La solidarité dans le droit international: entre mythe et réalité
Le droit international n’est pas toujours conforme à l’image que l’on veut lui donner, et qu’en donne les internationalistes, qu’ils soient positivistes ou relativistes. Les critères sont relatifs et ne peuvent être tranchés dans un sens ou dans l’autre car il ne s’agit pas de pures visions subjectives. Aussi paradoxal que cela peut paraître, le droit international est tel quel à travers la manifestation des volontés étatiques. Cependant, il est mu par des forces imaginaires, « imaginantes » comme le spécifie Mireille Delmas-Marty, comme la solidarité internationale. C’est notamment le cas dans l’appréhension des défis globaux, notamment des changements climatiques et de ses conséquences. Il tente – quoique difficilement – de concilier le principe classique du consensualisme avec la nécessité d’assurer un certain ordre public au bénéfice de la « communauté internationale », terme qui, encore une fois, dépasse la réalité des relations internationales. Or, c’est ce caractère paradoxal qui constitue un élément moteur de la dynamique propre du droit international (Dupuy P.-M., 2000). En un sens le droit international est en mouvement vers un idéal qui implique la mise en jeu de la solidarité internationale. Nous tenterons d’en décortiquer le sens à travers la place de cette solidarité en matière de lutte contre les changements climatiques.
Un contexte propice à la solidarité internationale
Nous vivons dans un monde qui change. Ce changement est d’autant plus prégnant ces dernières décennies, compte tenu des défis globaux auxquels le monde est confronté, dont la question des changements climatiques. Ces derniers constituent une réelle problématique mondiale, discutée dans ses aspects divers lors du présent symposium. Selon la Convention-cadre des Nations Unies sur les changements climatiques du 9 mai 1992 (ci-après CCNUCC), les changements climatiques sont les « changements de climat qui sont attribués directement ou indirectement à une activité humaine altérant la composition de l’atmosphère mondiale et qui viennent s’ajouter à la variabilité naturelle du climat observée au cours de périodes comparables » (article 1.2 de la CNUCC).
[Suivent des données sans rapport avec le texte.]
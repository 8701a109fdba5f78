//! Effect resolution
//!
//! Turns the statements that matched a request into a [`Decision`]. An
//! explicit Deny always wins. An Allow only wins when the requester is
//! entitled to act on the owning account of the target resource.

use super::contract::ContractMap;
use super::matcher::MatchedStatement;
use super::policy::Effect;
use super::principal::{EffectivePrincipal, ResourceAccount};
use crate::error::AuthError;
use std::fmt;
use tracing::debug;

/// Why a request was refused
#[derive(Debug, Clone, PartialEq, Eq)]
pub enum DenyReason {
    /// A matching Deny statement
    ExplicitDeny {
        policy_id: String,
        sid: Option<String>,
    },
    /// No matching Allow statement
    ImplicitDeny,
    /// Allowed by identity policies, but the resource belongs to another
    /// account whose resource policy grants nothing
    CrossAccount,
}

impl fmt::Display for DenyReason {
    fn fmt(&self, f: &mut fmt::Formatter<'_>) -> fmt::Result {
        match self {
            DenyReason::ExplicitDeny {
                policy_id,
                sid: Some(sid),
            } => write!(f, "explicit deny by statement {} of policy {}", sid, policy_id),
            DenyReason::ExplicitDeny { policy_id, sid: None } => {
                write!(f, "explicit deny by policy {}", policy_id)
            }
            DenyReason::ImplicitDeny => write!(f, "no statement allows the request"),
            DenyReason::CrossAccount => write!(f, "resource is owned by another account"),
        }
    }
}

/// Outcome of an authorization evaluation
#[derive(Debug, Clone, PartialEq, Eq)]
pub enum Decision {
    /// Access granted, with the contracts of the winning statements
    Allow { contracts: ContractMap },
    Deny(DenyReason),
}

impl Decision {
    pub fn is_allowed(&self) -> bool {
        matches!(self, Decision::Allow { .. })
    }

    /// Contracts of an Allow; empty for a Deny
    pub fn contracts(&self) -> Option<&ContractMap> {
        match self {
            Decision::Allow { contracts } => Some(contracts),
            Decision::Deny(_) => None,
        }
    }

    /// Project into a `Result` for callers building audit messages
    pub fn into_result(self, description: impl Into<String>) -> Result<ContractMap, AuthError> {
        match self {
            Decision::Allow { contracts } => Ok(contracts),
            Decision::Deny(reason) => Err(AuthError::Denied {
                description: description.into(),
                reason,
            }),
        }
    }
}

/// Ownership facts needed to decide entitlement
#[derive(Debug, Clone, Copy)]
pub struct Ownership<'a> {
    pub resource_account: &'a ResourceAccount,
    pub principal: &'a EffectivePrincipal,
    /// Principal is an administrator of the system account
    pub system_admin: bool,
    /// Skip the ownership check entirely (probe mode)
    pub ignore: bool,
}

impl Ownership<'_> {
    fn same_account(&self) -> bool {
        match self.resource_account.account_number() {
            None => true,
            Some(account) => account == self.principal.account_number,
        }
    }
}

pub struct EffectResolver;

impl EffectResolver {
    pub fn resolve(matched: &[MatchedStatement<'_>], ownership: Ownership<'_>) -> Decision {
        if let Some(deny) = matched.iter().find(|m| m.effect() == Effect::Deny) {
            return Decision::Deny(DenyReason::ExplicitDeny {
                policy_id: deny.policy.policy_id().to_string(),
                sid: deny.statement.sid.clone(),
            });
        }

        let allows: Vec<&MatchedStatement<'_>> = matched
            .iter()
            .filter(|m| m.effect() == Effect::Allow)
            .collect();
        if allows.is_empty() {
            return Decision::Deny(DenyReason::ImplicitDeny);
        }

        // Cross-account access needs both sides to agree
        let granted_by_both = allows.iter().any(|m| m.from_resource_policy())
            && allows.iter().any(|m| !m.from_resource_policy());
        let entitled = ownership.ignore
            || ownership.system_admin
            || ownership.same_account()
            || granted_by_both;
        if !entitled {
            return Decision::Deny(DenyReason::CrossAccount);
        }

        Decision::Allow {
            contracts: Self::collect_contracts(&allows),
        }
    }

    fn collect_contracts(allows: &[&MatchedStatement<'_>]) -> ContractMap {
        let mut contracts = ContractMap::new();
        for matched in allows {
            if let Some(contract) = &matched.statement.contract {
                if let Some(previous) = contracts.insert(contract.contract_type, contract.clone()) {
                    debug!(
                        contract_type = %contract.contract_type,
                        replaced = %previous.value,
                        value = %contract.value,
                        "Duplicate contract, keeping the last one"
                    );
                }
            }
        }
        contracts
    }
}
Cette problématique touche chaque entité, à tous les niveaux et dans tous les domaines. Autant au niveau local, et régional, mais plus encore, au niveau global. Une réponse commune, coordonnée est rendue nécessaire pour appréhender de manière concertée, dans une forme de gouvernance globale, les effets des changements climatiques. Dans ce cadre, la question de la solidarité internationale joue un rôle prépondérant dans l’évolution à laquelle le droit international, est appelée à tendre. La solidarité dont il s’agit ici intègre à la fois la conscience de la nécessité de coopérer mais aussi la matérialisation de cette dernière au niveau des instances internationales avec la participation de différents acteurs (États, organisations internationales, organisations non gouvernementales, scientifiques, …). En effet, c’est l’intérêt commun qui est en jeu ; intérêt transcendant l’intérêt de l’ensemble des États, qui le dépasse. La solidarité serait la condition sine qua non pour faire face à de tels défis.
L’évolution du droit international : de la coexistence à la coopération
De manière générale, le droit international avait pour fonction, à ses origines, d’assurer la coexistence entre les États. Face aux défis globaux auxquels le monde a été confronté, cette coexistence était appelée à évoluer, vers la coopération. Elle tend principalement à favoriser l’action collective pour atteindre des buts communs. Ainsi, les États se sont regroupés au sein de structures de concertation et de négociation permettant d’institutionnaliser leur coopération, les organisations internationales. Un certain équilibre a alors pu s’instaurer entre l’intérêt particulier de chaque État et l’intérêt transcendant de l’ensemble.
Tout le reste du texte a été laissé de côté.